Dataset records:
====
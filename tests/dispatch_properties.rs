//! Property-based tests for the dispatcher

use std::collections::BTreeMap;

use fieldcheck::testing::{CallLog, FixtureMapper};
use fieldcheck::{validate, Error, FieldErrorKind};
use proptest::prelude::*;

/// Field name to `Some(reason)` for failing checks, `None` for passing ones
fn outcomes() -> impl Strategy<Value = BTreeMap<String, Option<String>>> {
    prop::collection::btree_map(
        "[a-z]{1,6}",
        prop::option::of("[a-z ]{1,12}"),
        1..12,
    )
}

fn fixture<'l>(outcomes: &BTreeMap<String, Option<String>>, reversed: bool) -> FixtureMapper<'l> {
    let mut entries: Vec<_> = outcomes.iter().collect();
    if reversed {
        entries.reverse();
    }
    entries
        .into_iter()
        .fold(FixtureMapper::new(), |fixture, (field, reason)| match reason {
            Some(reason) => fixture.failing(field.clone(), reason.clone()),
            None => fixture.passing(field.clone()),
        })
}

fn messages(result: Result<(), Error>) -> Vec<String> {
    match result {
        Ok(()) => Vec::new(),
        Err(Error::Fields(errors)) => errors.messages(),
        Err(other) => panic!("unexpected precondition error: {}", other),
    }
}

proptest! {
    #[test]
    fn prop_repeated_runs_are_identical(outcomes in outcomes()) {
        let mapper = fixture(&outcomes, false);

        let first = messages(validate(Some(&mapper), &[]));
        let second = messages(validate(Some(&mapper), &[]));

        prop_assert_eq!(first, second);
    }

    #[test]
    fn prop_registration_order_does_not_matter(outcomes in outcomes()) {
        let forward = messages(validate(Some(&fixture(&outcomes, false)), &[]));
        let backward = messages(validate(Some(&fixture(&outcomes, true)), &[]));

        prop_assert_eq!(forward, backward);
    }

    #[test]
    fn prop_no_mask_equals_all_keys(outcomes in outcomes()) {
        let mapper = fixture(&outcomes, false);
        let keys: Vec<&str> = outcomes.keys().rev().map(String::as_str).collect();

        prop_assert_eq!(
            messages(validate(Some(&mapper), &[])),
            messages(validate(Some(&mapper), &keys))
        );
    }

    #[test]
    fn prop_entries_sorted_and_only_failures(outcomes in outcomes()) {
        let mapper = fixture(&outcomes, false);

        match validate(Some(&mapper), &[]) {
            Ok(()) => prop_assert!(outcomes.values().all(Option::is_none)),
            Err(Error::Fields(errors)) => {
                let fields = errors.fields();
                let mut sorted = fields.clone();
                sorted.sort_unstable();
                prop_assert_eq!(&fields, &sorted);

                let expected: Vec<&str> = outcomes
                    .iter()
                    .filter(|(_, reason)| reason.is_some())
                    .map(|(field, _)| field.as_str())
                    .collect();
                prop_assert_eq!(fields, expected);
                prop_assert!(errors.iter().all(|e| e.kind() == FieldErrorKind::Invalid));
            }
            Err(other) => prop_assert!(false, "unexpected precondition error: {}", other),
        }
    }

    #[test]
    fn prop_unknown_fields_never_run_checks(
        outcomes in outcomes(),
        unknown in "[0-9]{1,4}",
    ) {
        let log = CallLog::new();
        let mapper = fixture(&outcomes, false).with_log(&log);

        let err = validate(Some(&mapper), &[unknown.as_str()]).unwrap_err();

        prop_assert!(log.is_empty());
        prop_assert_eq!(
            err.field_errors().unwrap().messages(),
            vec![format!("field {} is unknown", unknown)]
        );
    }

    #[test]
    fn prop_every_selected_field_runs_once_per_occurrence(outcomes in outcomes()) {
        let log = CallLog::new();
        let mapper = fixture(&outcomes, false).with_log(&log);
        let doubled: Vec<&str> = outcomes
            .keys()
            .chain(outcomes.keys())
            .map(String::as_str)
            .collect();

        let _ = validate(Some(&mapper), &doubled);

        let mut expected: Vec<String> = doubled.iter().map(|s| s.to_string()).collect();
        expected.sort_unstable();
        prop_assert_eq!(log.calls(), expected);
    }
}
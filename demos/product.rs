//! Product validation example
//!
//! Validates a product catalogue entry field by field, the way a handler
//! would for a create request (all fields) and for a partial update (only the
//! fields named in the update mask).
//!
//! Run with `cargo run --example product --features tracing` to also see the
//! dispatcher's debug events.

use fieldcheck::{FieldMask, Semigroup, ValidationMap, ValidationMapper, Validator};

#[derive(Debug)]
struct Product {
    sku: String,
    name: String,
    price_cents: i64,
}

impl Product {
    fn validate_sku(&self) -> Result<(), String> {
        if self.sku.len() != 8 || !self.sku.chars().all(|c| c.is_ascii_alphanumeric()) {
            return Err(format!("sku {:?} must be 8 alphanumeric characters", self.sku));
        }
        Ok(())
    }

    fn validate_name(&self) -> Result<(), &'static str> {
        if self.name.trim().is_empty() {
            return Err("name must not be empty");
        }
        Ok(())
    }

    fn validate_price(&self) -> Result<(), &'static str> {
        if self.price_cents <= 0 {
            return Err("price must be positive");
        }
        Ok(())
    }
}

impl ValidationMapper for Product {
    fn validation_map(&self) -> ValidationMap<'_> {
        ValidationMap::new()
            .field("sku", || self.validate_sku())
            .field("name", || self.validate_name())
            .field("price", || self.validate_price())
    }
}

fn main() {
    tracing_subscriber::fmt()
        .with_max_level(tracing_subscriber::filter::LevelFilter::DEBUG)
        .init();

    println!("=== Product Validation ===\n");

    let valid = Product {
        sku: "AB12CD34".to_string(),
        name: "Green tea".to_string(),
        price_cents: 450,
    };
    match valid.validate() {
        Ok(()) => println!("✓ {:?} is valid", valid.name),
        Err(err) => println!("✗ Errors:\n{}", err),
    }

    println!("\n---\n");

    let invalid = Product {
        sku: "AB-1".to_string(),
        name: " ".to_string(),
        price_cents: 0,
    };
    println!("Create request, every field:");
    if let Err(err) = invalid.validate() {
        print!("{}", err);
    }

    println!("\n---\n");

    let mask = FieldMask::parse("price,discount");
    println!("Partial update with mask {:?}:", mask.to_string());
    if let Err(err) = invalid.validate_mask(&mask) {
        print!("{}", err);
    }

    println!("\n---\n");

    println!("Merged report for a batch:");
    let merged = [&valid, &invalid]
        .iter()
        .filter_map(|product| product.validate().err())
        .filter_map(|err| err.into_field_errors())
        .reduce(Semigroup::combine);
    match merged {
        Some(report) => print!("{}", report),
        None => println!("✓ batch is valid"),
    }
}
====
Your task is to retype all of the lines above exactly.

Written answer:
filename tests/dispatch_properties.rs
//! Property-based tests for the dispatcher

use std::collections::BTreeMap;

use fieldcheck::testing::{CallLog, FixtureMapper};
use fieldcheck::{validate, Error, FieldErrorKind};
use proptest::prelude::*;

/// Field name to `Some(reason)` for failing checks, `None` for passing ones
fn outcomes() -> impl Strategy<Value = BTreeMap<String, Option<String>>> {
    prop::collection::btree_map(
        "[a-z]{1,6}",
        prop::option::of("[a-z ]{1,12}"),
        1..12,
    )
}

fn fixture<'l>(outcomes: &BTreeMap<String, Option<String>>, reversed: bool) -> FixtureMapper<'l> {
    let mut entries: Vec<_> = outcomes.iter().collect();
    if reversed {
        entries.reverse();
    }
    entries
        .into_iter()
        .fold(FixtureMapper::new(), |fixture, (field, reason)| match reason {
            Some(reason) => fixture.failing(field.clone(), reason.clone()),
            None => fixture.passing(field.clone()),
        })
}

fn messages(result: Result<(), Error>) -> Vec<String> {
    match result {
        Ok(()) => Vec::new(),
        Err(Error::Fields(errors)) => errors.messages(),
        Err(other) => panic!("unexpected precondition error: {}", other),
    }
}

proptest! {
    #[test]
    fn prop_repeated_runs_are_identical(outcomes in outcomes()) {
        let mapper = fixture(&outcomes, false);

        let first = messages(validate(Some(&mapper), &[]));
        let second = messages(validate(Some(&mapper), &[]));

        prop_assert_eq!(first, second);
    }

    #[test]
    fn prop_registration_order_does_not_matter(outcomes in outcomes()) {
        let forward = messages(validate(Some(&fixture(&outcomes, false)), &[]));
        let backward = messages(validate(Some(&fixture(&outcomes, true)), &[]));

        prop_assert_eq!(forward, backward);
    }

    #[test]
    fn prop_no_mask_equals_all_keys(outcomes in outcomes()) {
        let mapper = fixture(&outcomes, false);
        let keys: Vec<&str> = outcomes.keys().rev().map(String::as_str).collect();

        prop_assert_eq!(
            messages(validate(Some(&mapper), &[])),
            messages(validate(Some(&mapper), &keys))
        );
    }

    #[test]
    fn prop_entries_sorted_and_only_failures(outcomes in outcomes()) {
        let mapper = fixture(&outcomes, false);

        match validate(Some(&mapper), &[]) {
            Ok(()) => prop_assert!(outcomes.values().all(Option::is_none)),
            Err(Error::Fields(errors)) => {
                let fields = errors.fields();
                let mut sorted = fields.clone();
                sorted.sort_unstable();
                prop_assert_eq!(&fields, &sorted);

                let expected: Vec<&str> = outcomes
                    .iter()
                    .filter(|(_, reason)| reason.is_some())
                    .map(|(field, _)| field.as_str())
                    .collect();
                prop_assert_eq!(fields, expected);
                prop_assert!(errors.iter().all(|e| e.kind() == FieldErrorKind::Invalid));
            }
            Err(other) => prop_assert!(false, "unexpected precondition error: {}", other),
        }
    }

    #[test]
    fn prop_unknown_fields_never_run_checks(
        outcomes in outcomes(),
        unknown in "[0-9]{1,4}",
    ) {
        let log = CallLog::new();
        let mapper = fixture(&outcomes, false).with_log(&log);

        let err = validate(Some(&mapper), &[unknown.as_str()]).unwrap_err();

        prop_assert!(log.is_empty());
        prop_assert_eq!(
            err.field_errors().unwrap().messages(),
            vec![format!("field {} is unknown", unknown)]
        );
    }

    #[test]
    fn prop_every_selected_field_runs_once_per_occurrence(outcomes in outcomes()) {
        let log = CallLog::new();
        let mapper = fixture(&outcomes, false).with_log(&log);
        let doubled: Vec<&str> = outcomes
            .keys()
            .chain(outcomes.keys())
            .map(String::as_str)
            .collect();

        let _ = validate(Some(&mapper), &doubled);

        let mut expected: Vec<String> = doubled.iter().map(|s| s.to_string()).collect();
        expected.sort_unstable();
        prop_assert_eq!(log.calls(), expected);
    }
}
filename demos/product.rs
//! Product validation example
//!
//! Validates a product catalogue entry field by field, the way a handler
//! would for a create request (all fields) and for a partial update (only the
//! fields named in the update mask).
//!
//! Run with `cargo run --example product --features tracing` to also see the
//! dispatcher's debug events.

use fieldcheck::{FieldMask, Semigroup, ValidationMap, ValidationMapper, Validator};

#[derive(Debug)]
struct Product {
    sku: String,
    name: String,
    price_cents: i64,
}

impl Product {
    fn validate_sku(&self) -> Result<(), String> {
        if self.sku.len() != 8 || !self.sku.chars().all(|c| c.is_ascii_alphanumeric()) {
            return Err(format!("sku {:?} must be 8 alphanumeric characters", self.sku));
        }
        Ok(())
    }

    fn validate_name(&self) -> Result<(), &'static str> {
        if self.name.trim().is_empty() {
            return Err("name must not be empty");
        }
        Ok(())
    }

    fn validate_price(&self) -> Result<(), &'static str> {
        if self.price_cents <= 0 {
            return Err("price must be positive");
        }
        Ok(())
    }
}

impl ValidationMapper for Product {
    fn validation_map(&self) -> ValidationMap<'_> {
        ValidationMap::new()
            .field("sku", || self.validate_sku())
            .field("name", || self.validate_name())
            .field("price", || self.validate_price())
    }
}

fn main() {
    tracing_subscriber::fmt()
        .with_max_level(tracing_subscriber::filter::LevelFilter::DEBUG)
        .init();

    println!("=== Product Validation ===\n");

    let valid = Product {
        sku: "AB12CD34".to_string(),
        name: "Green tea".to_string(),
        price_cents: 450,
    };
    match valid.validate() {
        Ok(()) => println!("✓ {:?} is valid", valid.name),
        Err(err) => println!("✗ Errors:\n{}", err),
    }

    println!("\n---\n");

    let invalid = Product {
        sku: "AB-1".to_string(),
        name: " ".to_string(),
        price_cents: 0,
    };
    println!("Create request, every field:");
    if let Err(err) = invalid.validate() {
        print!("{}", err);
    }

    println!("\n---\n");

    let mask = FieldMask::parse("price,discount");
    println!("Partial update with mask {:?}:", mask.to_string());
    if let Err(err) = invalid.validate_mask(&mask) {
        print!("{}", err);
    }

    println!("\n---\n");

    println!("Merged report for a batch:");
    let merged = [&valid, &invalid]
        .iter()
        .filter_map(|product| product.validate().err())
        .filter_map(|err| err.into_field_errors())
        .reduce(Semigroup::combine);
    match merged {
        Some(report) => print!("{}", report),
        None => println!("✓ batch is valid"),
    }
}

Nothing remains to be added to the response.